In a recent case, our supreme court reaffirmed the principle that when a
district court simply imposes a sentence agreed to by the parties, it does not
exercise discretion in a manner requiring an explanation or statement of reasons
on the record. See State v. Thacker, 862 N.W.2d 402, 410 (Iowa 2015) (stating if
the court exercised no discretion in sentencing other than to accept the plea
agreement, the court should ensure the plea agreement is part of the record, but
if the court departed from the plea agreement, the court has exercised discretion
and must make a statement on the record explaining its decision).
Penning urges us to overrule this recent case and interpret Iowa Rule of
Criminal Procedure 2.23(3)(d) to require a sentencing court to state on the record
its reason for selecting a particular sentence, even if the court is only giving effect
to the plea agreement of the parties. “We are not at liberty to overturn Iowa
Supreme Court precedent.” See State v. Hastings, 466 N.W.2d 697, 700 (Iowa
Ct. App. 1990). Thus, we affirm Penning’s sentence.1
AFFIRMED.
1
As the State notes, even if we were at liberty to overturn supreme court precedent, it is
not clear that Penning would receive the relief he requests. Here, the district court listed
the plea agreement and two other reasons—Penning’s prior record and the nature of the
offense—for the sentence imposed. We routinely uphold sentences where the court has
provided a handful of reasons for that specific sentence. See State v. Thompson, 856
N.W.2d 915, 921 (Iowa 2014) (“In this age of word processing, judges can use forms . . .

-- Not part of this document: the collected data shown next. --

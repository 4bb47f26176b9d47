use crate::engine::models::ResourceDescriptor;

// Observable progress of a bootstrap run, published to the UI layer.
#[derive(Clone, Debug, PartialEq)]
pub enum BootstrapState {
    Init,
    Deciding,
    Downloading { progress: f32 },
    Extracting { progress: f32 },
    Skipping,
    FallbackCheck { reason: String },
    Launch { mode: LaunchMode },
    Fatal(String),
}

#[derive(Clone, Copy, Debug, PartialEq, Eq)]
pub enum LaunchMode {
    /// Resources are known to match the published bundle.
    Current,
    /// Resources could not be refreshed; whatever is on disk is used.
    Degraded,
}

impl LaunchMode {
    pub fn label(self) -> &'static str {
        match self {
            LaunchMode::Current => "current",
            LaunchMode::Degraded => "degraded",
        }
    }
}

/// Terminal result of a bootstrap run.
#[derive(Clone, Debug, PartialEq, Eq)]
pub enum BootstrapOutcome {
    Launched(LaunchMode),
    Fatal(String),
}

#[derive(Clone, Debug, PartialEq, Eq)]
pub enum SyncDecision {
    UpToDate,
    NeedsDownload(ResourceDescriptor),
    OfflineFallback,
    Unresolvable,
}

impl SyncDecision {
    /// Compare the installed and published descriptors.
    ///
    /// Versions are compared as exact strings; a remote version that merely
    /// looks older still triggers a download.
    pub fn decide(
        local: Option<&ResourceDescriptor>,
        remote: Option<&ResourceDescriptor>,
    ) -> Self {
        match (local, remote) {
            (None, None) => SyncDecision::Unresolvable,
            (None, Some(remote)) => SyncDecision::NeedsDownload(remote.clone()),
            (Some(_), None) => SyncDecision::OfflineFallback,
            (Some(local), Some(remote)) if local.version() == remote.version() => {
                SyncDecision::UpToDate
            }
            (Some(_), Some(remote)) => SyncDecision::NeedsDownload(remote.clone()),
        }
    }
}

#[cfg(test)]
mod tests {
    use super::*;

    fn descriptor(version: &str, size: u64) -> ResourceDescriptor {
        ResourceDescriptor::parse(&format!(
            r#"<resources version="{version}" fileSize="{size}"/>"#
        ))
        .unwrap()
    }

    #[test]
    fn nothing_known_is_unresolvable() {
        assert_eq!(SyncDecision::decide(None, None), SyncDecision::Unresolvable);
    }

    #[test]
    fn first_run_downloads_remote() {
        let remote = descriptor("2.0", 1000);
        assert_eq!(
            SyncDecision::decide(None, Some(&remote)),
            SyncDecision::NeedsDownload(remote.clone())
        );
    }

    #[test]
    fn unreachable_remote_falls_back_offline() {
        let local = descriptor("1.0", 500);
        assert_eq!(
            SyncDecision::decide(Some(&local), None),
            SyncDecision::OfflineFallback
        );
    }

    #[test]
    fn equal_versions_are_up_to_date() {
        let local = descriptor("1.0", 500);
        let remote = descriptor("1.0", 999);
        assert_eq!(
            SyncDecision::decide(Some(&local), Some(&remote)),
            SyncDecision::UpToDate
        );
    }

    #[test]
    fn differing_versions_download_even_if_remote_is_older() {
        let local = descriptor("2.0", 500);
        let remote = descriptor("1.0", 500);
        assert_eq!(
            SyncDecision::decide(Some(&local), Some(&remote)),
            SyncDecision::NeedsDownload(remote.clone())
        );
    }

    #[test]
    fn version_comparison_is_case_sensitive() {
        let local = descriptor("1.0-beta", 500);
        let remote = descriptor("1.0-BETA", 500);
        assert_eq!(
            SyncDecision::decide(Some(&local), Some(&remote)),
            SyncDecision::NeedsDownload(remote.clone())
        );
    }
}
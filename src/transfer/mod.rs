//! Background transfer tasks (archive download and extraction).
//!
//! Each task runs on its own worker and exposes two things to the caller: a
//! stream of progress percentages and exactly one terminal result. The
//! worker owns the only progress sender, so the progress stream is closed
//! before the result can be observed.

use std::future::Future;

use tokio::sync::mpsc;
use tokio::task::JoinHandle;

pub mod download;
pub mod error;
pub mod extract;

pub use download::start_download;
pub use error::{DownloadError, ExtractError};
pub use extract::start_extract;

/// Progress reporter handed to a worker.
///
/// Values are clamped to `[0, 100]` and never go backwards.
#[derive(Debug)]
pub struct ProgressSender {
    tx: mpsc::UnboundedSender<f32>,
    last: f32,
}

impl ProgressSender {
    fn new(tx: mpsc::UnboundedSender<f32>) -> Self {
        Self { tx, last: 0.0 }
    }

    pub fn report(&mut self, percent: f32) {
        let value = percent.clamp(0.0, 100.0).max(self.last);
        self.last = value;
        // The receiver may be gone if the caller stopped watching; the work continues.
        let _ = self.tx.send(value);
    }

    pub fn complete(&mut self) {
        self.report(100.0);
    }
}

pub struct TransferTask<T, E> {
    progress: mpsc::UnboundedReceiver<f32>,
    worker: JoinHandle<Result<T, E>>,
}

impl<T, E> TransferTask<T, E>
where
    T: Send + 'static,
    E: From<std::io::Error> + Send + 'static,
{
    /// Run an async worker on the runtime.
    pub fn spawn<F, Fut>(work: F) -> Self
    where
        F: FnOnce(ProgressSender) -> Fut,
        Fut: Future<Output = Result<T, E>> + Send + 'static,
    {
        let (tx, rx) = mpsc::unbounded_channel();
        let worker = tokio::spawn(work(ProgressSender::new(tx)));
        Self {
            progress: rx,
            worker,
        }
    }

    /// Run a synchronous worker on a dedicated blocking thread.
    pub fn spawn_blocking<F>(work: F) -> Self
    where
        F: FnOnce(ProgressSender) -> Result<T, E> + Send + 'static,
    {
        let (tx, rx) = mpsc::unbounded_channel();
        let worker = tokio::task::spawn_blocking(move || work(ProgressSender::new(tx)));
        Self {
            progress: rx,
            worker,
        }
    }

    /// Next progress value, or `None` once the worker has finished.
    pub async fn next_progress(&mut self) -> Option<f32> {
        self.progress.recv().await
    }

    /// Wait for the terminal result. Undelivered progress is discarded.
    pub async fn finish(mut self) -> Result<T, E> {
        while self.progress.recv().await.is_some() {}
        match self.worker.await {
            Ok(result) => result,
            Err(err) => Err(E::from(std::io::Error::other(format!(
                "transfer worker stopped: {err}"
            )))),
        }
    }
}
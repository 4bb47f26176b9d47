use std::path::PathBuf;
use std::process::ExitCode;
use std::time::Duration;

use clap::Parser;
use env_logger::Env;
use log::{error, warn};
use tokio::runtime::Builder;
use tokio::sync::mpsc;
use tokio::task::JoinHandle;

use crate::engine::Bootstrapper;
use crate::engine::state::BootstrapOutcome;
use crate::env::BootstrapConfig;
use crate::networking::NetworkClient;
use crate::process::ProcessLauncher;

mod engine;
mod env;
mod networking;
mod process;
mod storage;
mod transfer;
mod ui;
mod util;

#[derive(Parser, Debug)]
#[command(
    name = "resource-launcher",
    author,
    version,
    about = "Keeps the application's writable resource bundle current, then launches it"
)]
struct Cli {
    /// Print launcher version and exit.
    #[arg(long)]
    version_only: bool,

    /// JSON file with launcher settings; flags below override it.
    #[arg(long)]
    config: Option<PathBuf>,

    /// Directory the resource bundle is installed into.
    #[arg(long)]
    home: Option<PathBuf>,

    /// Base URL serving the resource descriptor and archive.
    #[arg(long)]
    remote_url: Option<String>,

    /// Application executable to start once resources are ready.
    #[arg(long)]
    app_command: Option<PathBuf>,

    /// Skip provisioning and run from the working directory.
    #[arg(long)]
    standalone: bool,

    /// Connect/read timeout for HTTP requests, in seconds.
    #[arg(long)]
    timeout_secs: Option<u64>,

    /// Log fatal errors instead of showing a dialog.
    #[arg(long)]
    headless: bool,

    /// Enable debug logging.
    #[arg(short, long)]
    verbose: bool,

    /// Arguments passed through to the application.
    #[arg(trailing_var_arg = true, allow_hyphen_values = true)]
    app_args: Vec<String>,
}

fn main() -> ExitCode {
    let cli = Cli::parse();
    let default_filter = if cli.verbose { "debug" } else { "info" };
    env_logger::Builder::from_env(Env::default().default_filter_or(default_filter)).init();

    if cli.version_only {
        println!("resource-launcher {}", env!("CARGO_PKG_VERSION"));
        return ExitCode::SUCCESS;
    }

    let config = match build_config(&cli) {
        Ok(config) => config,
        Err(err) => {
            error!("config: {}", err);
            return ExitCode::FAILURE;
        }
    };

    let runtime = match Builder::new_multi_thread().enable_all().build() {
        Ok(rt) => rt,
        Err(err) => {
            error!("failed to create Tokio runtime: {}", err);
            return ExitCode::FAILURE;
        }
    };

    let mut launcher = ProcessLauncher::new(config.app_command.clone());
    if cli.headless {
        launcher = launcher.headless();
    }
    let source = NetworkClient::new(Duration::from_secs(config.http_timeout_secs));
    let bootstrapper = Bootstrapper::new(config, source, launcher);

    let outcome = runtime.block_on(async {
        let (tx, rx) = mpsc::unbounded_channel();
        let view = tokio::spawn(ui::render_progress(rx));
        let outcome = bootstrapper.run(&tx).await;
        drop(tx);
        join_progress_view(view).await;
        outcome
    });

    match outcome {
        BootstrapOutcome::Launched(_) => ExitCode::SUCCESS,
        BootstrapOutcome::Fatal(_) => ExitCode::FAILURE,
    }
}

/// Wait for the progress view to drain; a crashed view is logged, not fatal.
async fn join_progress_view(view: JoinHandle<()>) -> bool {
    match view.await {
        Ok(()) => true,
        Err(err) => {
            warn!("progress view stopped abnormally: {}", err);
            false
        }
    }
}

fn build_config(cli: &Cli) -> Result<BootstrapConfig, String> {
    let mut config = match &cli.config {
        Some(path) => BootstrapConfig::load(path)?,
        None => BootstrapConfig::default(),
    };

    if let Some(home) = &cli.home {
        config.resource_root = home.clone();
    }
    if let Some(url) = &cli.remote_url {
        config.remote_base_url = Some(url.clone());
    }
    if let Some(command) = &cli.app_command {
        config.app_command = Some(command.clone());
    }
    if let Some(timeout) = cli.timeout_secs {
        config.http_timeout_secs = timeout;
    }
    if !cli.app_args.is_empty() {
        config.app_args = cli.app_args.clone();
    }
    if cli.standalone {
        config.standalone = true;
    }
    if config.standalone {
        config.resource_root = std::env::current_dir()
            .map_err(|e| format!("unable to determine working directory: {e}"))?;
    }

    Ok(config)
}

#[cfg(test)]
mod tests {
    use super::*;

    #[test]
    fn cli_flags_override_defaults() {
        let cli = Cli::try_parse_from([
            "resource-launcher",
            "--home",
            "/opt/res",
            "--remote-url",
            "http://example.org/jws/",
            "--timeout-secs",
            "5",
            "--",
            "--debug",
            "-x",
        ])
        .unwrap();

        let config = build_config(&cli).unwrap();

        assert_eq!(config.resource_root, PathBuf::from("/opt/res"));
        assert_eq!(config.remote_base_url.as_deref(), Some("http://example.org/jws/"));
        assert_eq!(config.http_timeout_secs, 5);
        assert_eq!(config.app_args, vec!["--debug", "-x"]);
        assert!(!config.standalone);
    }

    #[test]
    fn config_file_is_overridden_by_flags() {
        let dir = tempfile::tempdir().unwrap();
        let path = dir.path().join("launcher.json");
        std::fs::write(
            &path,
            r#"{ "resource_root": "/from/file", "remote_base_url": "http://file.example/" }"#,
        )
        .unwrap();
        let path_arg = path.to_string_lossy().into_owned();
        let cli = Cli::try_parse_from([
            "resource-launcher",
            "--config",
            path_arg.as_str(),
            "--home",
            "/from/cli",
        ])
        .unwrap();

        let config = build_config(&cli).unwrap();

        assert_eq!(config.resource_root, PathBuf::from("/from/cli"));
        assert_eq!(config.remote_base_url.as_deref(), Some("http://file.example/"));
    }

    #[test]
    fn standalone_runs_from_working_directory() {
        let cli = Cli::try_parse_from(["resource-launcher", "--standalone", "--home", "/ignored"])
            .unwrap();
        let config = build_config(&cli).unwrap();
        assert!(config.standalone);
        assert_eq!(config.resource_root, std::env::current_dir().unwrap());
    }

    #[tokio::test]
    async fn crashed_progress_view_is_reported() {
        let crashed: JoinHandle<()> = tokio::spawn(async { panic!("renderer failed") });
        assert!(!join_progress_view(crashed).await);

        let finished = tokio::spawn(async {});
        assert!(join_progress_view(finished).await);
    }

    #[test]
    fn missing_config_file_is_an_error() {
        let cli = Cli::try_parse_from(["resource-launcher", "--config", "/nonexistent/launcher.json"])
            .unwrap();
        assert!(build_config(&cli).is_err());
    }
}
use thiserror::Error;

/// Failures of the archive download stage.
///
/// All of them are recoverable by the bootstrap fallback policy.
#[derive(Debug, Error)]
pub enum DownloadError {
    #[error("failed to connect to {url}: {reason}")]
    ConnectFailed { url: String, reason: String },

    #[error("remote descriptor declares a zero-length archive")]
    ZeroLength,

    #[error("download I/O failure: {0}")]
    IoFailure(#[from] std::io::Error),
}

/// Failures of the archive extraction stage.
#[derive(Debug, Error)]
pub enum ExtractError {
    #[error("unusable archive: {0}")]
    BadArchive(String),

    #[error("extraction I/O failure: {0}")]
    IoFailure(#[from] std::io::Error),
}

impl From<zip::result::ZipError> for ExtractError {
    fn from(err: zip::result::ZipError) -> Self {
        match err {
            zip::result::ZipError::Io(io) => ExtractError::IoFailure(io),
            other => ExtractError::BadArchive(other.to_string()),
        }
    }
}
use rand::rng;
use rand::seq::index;

use crate::error::AgentError;
use crate::transition::Transition;

/// Bounded experience store. A `Vec` arena plus a logical start index form
/// the ring: eviction overwrites the oldest slot in place and random reads
/// index the arena directly, so neither path chases pointers.
pub struct ReplayMemory {
    arena: Vec<Transition>,
    capacity: usize,
    start: usize,
}

impl ReplayMemory {
    pub fn new(capacity: usize) -> Self {
        assert!(capacity > 0, "replay capacity must be positive");
        Self {
            arena: Vec::with_capacity(capacity),
            capacity,
            start: 0,
        }
    }

    pub fn len(&self) -> usize {
        self.arena.len()
    }

    pub fn is_empty(&self) -> bool {
        self.arena.is_empty()
    }

    pub fn capacity(&self) -> usize {
        self.capacity
    }

    /// Appends a transition, evicting the oldest one first when full.
    pub fn record(&mut self, transition: Transition) {
        if self.arena.len() < self.capacity {
            self.arena.push(transition);
        } else {
            self.arena[self.start] = transition;
            self.start = (self.start + 1) % self.capacity;
        }
    }

    /// The i-th stored transition in insertion order (0 = oldest).
    /// Callers guarantee `i < len`.
    fn get(&self, i: usize) -> &Transition {
        &self.arena[(self.start + i) % self.arena.len()]
    }

    /// Draws `n` distinct transitions uniformly at random. The store is
    /// left unchanged. Fails when fewer than `n` transitions are stored;
    /// it never partially returns.
    pub fn sample(&self, n: usize) -> Result<Vec<&Transition>, AgentError> {
        if self.arena.len() < n {
            return Err(AgentError::InsufficientData {
                requested: n,
                available: self.arena.len(),
            });
        }
        let mut rng = rng();
        Ok(index::sample(&mut rng, self.arena.len(), n)
            .iter()
            .map(|i| self.get(i))
            .collect())
    }

    /// Stored transitions in insertion order, oldest first.
    pub fn iter(&self) -> impl Iterator<Item = &Transition> {
        (0..self.arena.len()).map(|i| self.get(i))
    }
}
use anyhow::Result;

use cartpole_ac::agent::ActorCriticAgent;
use cartpole_ac::cartpole::CartPole;
use cartpole_ac::env::Environment;

const MAX_EPISODES: usize = 5000;
const EPISODE_CAP: usize = 200;
const SUCCESS_STEP: usize = 195;
const EVAL_ROLLOUTS: usize = 100;
const BATCH_SIZE: usize = 32;

/// One exploratory episode: act, record, stop at termination or the cap.
/// Returns the number of steps survived.
fn run_episode(agent: &mut ActorCriticAgent, env: &mut CartPole) -> Result<usize> {
    let mut state = env.reset();
    for t in 0..EPISODE_CAP {
        let action = agent.select_action(&state, true)?;
        let step = env.step(action)?;
        agent.observe(&state, action, step.reward, &step.next_state, step.terminal)?;
        state = step.next_state;
        if step.terminal {
            return Ok(t + 1);
        }
    }
    Ok(EPISODE_CAP)
}

/// Greedy evaluation gate: the task counts as solved only when every
/// rollout sustains the pole past `SUCCESS_STEP` steps. Bails out on the
/// first rollout that falls short.
fn evaluate(agent: &ActorCriticAgent, env: &mut CartPole) -> Result<bool> {
    for _ in 0..EVAL_ROLLOUTS {
        let mut state = env.reset();
        let mut survived = 0;
        for t in 0..EPISODE_CAP {
            let action = agent.select_action(&state, false)?;
            let step = env.step(action)?;
            state = step.next_state;
            survived = t + 1;
            if step.terminal {
                break;
            }
        }
        if survived <= SUCCESS_STEP {
            return Ok(false);
        }
    }
    Ok(true)
}

fn main() -> Result<()> {
    let mut env = CartPole::new();
    let mut agent = ActorCriticAgent::new(env.state_dim(), env.action_size(), BATCH_SIZE)?;
    println!(
        "{} actions, {}-dim state",
        env.action_size(),
        env.state_dim()
    );

    for episode in 0..MAX_EPISODES {
        let score = run_episode(&mut agent, &mut env)?;
        agent.train_step()?;
        println!(
            "episode {episode}/{MAX_EPISODES}: score {score}, epsilon {:.3}",
            agent.epsilon()
        );

        if evaluate(&agent, &mut env)? {
            println!("solved after {} training episodes", episode + 1);
            return Ok(());
        }
    }

    println!("stopping after {MAX_EPISODES} episodes without solving");
    Ok(())
}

to check boxes indicating the reasons why a judge is imposing a certain sentence. . . . If
the sentencing order does not have boxes . . . , the judge can use his or her word
processor to insert the reasons for a particular sentence.”); see also Hennings, 791
N.W.2d at 838 (Iowa 2010) (stating a court’s reasons for selecting a sentence may be
“terse and succinct”).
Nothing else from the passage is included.